• WORK TO BE COMPLETED
From the records below, count the lines holding the string "module". Only the number is wanted.

== DATA SUPPLIED

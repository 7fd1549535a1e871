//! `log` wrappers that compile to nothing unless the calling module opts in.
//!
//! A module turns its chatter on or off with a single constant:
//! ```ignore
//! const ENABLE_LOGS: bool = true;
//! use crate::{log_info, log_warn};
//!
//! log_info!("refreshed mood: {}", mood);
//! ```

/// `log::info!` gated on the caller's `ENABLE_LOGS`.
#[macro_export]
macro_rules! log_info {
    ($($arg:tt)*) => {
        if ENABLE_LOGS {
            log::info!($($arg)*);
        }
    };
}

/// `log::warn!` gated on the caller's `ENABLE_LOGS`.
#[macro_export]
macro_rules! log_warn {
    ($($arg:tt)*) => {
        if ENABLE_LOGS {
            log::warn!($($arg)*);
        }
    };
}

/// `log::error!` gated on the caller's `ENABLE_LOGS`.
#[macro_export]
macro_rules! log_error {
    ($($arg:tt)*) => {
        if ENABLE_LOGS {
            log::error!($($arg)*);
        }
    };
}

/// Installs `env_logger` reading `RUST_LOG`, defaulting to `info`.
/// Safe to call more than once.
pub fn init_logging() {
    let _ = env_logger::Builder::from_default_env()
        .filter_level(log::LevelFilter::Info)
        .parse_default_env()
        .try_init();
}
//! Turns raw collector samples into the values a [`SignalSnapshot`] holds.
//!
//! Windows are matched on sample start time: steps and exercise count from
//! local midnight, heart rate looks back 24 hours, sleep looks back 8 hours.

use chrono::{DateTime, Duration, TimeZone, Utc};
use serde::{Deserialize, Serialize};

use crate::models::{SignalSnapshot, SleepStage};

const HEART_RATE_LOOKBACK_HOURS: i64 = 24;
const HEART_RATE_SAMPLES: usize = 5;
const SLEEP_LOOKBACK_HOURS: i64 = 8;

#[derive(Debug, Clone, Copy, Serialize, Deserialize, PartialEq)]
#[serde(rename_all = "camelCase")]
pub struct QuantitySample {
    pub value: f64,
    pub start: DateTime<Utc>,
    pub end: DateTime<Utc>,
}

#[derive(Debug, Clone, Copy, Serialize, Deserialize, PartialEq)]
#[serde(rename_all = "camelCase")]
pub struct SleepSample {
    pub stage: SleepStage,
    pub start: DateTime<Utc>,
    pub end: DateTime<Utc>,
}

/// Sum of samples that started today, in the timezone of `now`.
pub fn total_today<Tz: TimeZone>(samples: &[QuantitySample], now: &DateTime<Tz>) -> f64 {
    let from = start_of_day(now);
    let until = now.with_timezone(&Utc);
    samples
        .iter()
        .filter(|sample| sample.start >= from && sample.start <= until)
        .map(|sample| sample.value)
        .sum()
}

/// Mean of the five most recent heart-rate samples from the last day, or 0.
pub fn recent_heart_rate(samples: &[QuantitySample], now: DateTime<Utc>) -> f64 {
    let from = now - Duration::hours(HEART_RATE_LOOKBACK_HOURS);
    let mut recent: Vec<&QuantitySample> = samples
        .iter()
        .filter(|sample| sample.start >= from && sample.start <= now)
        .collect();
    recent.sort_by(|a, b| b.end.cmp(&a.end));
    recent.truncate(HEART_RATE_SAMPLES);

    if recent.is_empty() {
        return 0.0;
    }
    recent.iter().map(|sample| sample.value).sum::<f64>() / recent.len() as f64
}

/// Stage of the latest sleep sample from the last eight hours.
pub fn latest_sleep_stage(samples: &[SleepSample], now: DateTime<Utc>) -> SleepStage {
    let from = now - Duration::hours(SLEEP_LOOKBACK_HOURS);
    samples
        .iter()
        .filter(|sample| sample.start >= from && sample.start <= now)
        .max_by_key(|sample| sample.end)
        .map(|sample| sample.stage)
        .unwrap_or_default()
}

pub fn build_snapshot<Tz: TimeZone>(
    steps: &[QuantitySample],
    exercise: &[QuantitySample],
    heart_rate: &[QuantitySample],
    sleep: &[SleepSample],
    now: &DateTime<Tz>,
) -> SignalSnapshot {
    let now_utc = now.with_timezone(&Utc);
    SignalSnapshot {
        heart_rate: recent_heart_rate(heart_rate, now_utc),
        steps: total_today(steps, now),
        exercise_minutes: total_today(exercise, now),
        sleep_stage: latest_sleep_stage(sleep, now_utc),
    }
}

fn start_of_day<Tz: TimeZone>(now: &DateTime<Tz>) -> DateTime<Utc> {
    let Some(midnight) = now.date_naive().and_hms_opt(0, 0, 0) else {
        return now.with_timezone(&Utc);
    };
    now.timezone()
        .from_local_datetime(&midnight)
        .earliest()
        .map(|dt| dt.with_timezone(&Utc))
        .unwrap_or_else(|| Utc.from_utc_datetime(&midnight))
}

====

• RESPONSE BELOW
2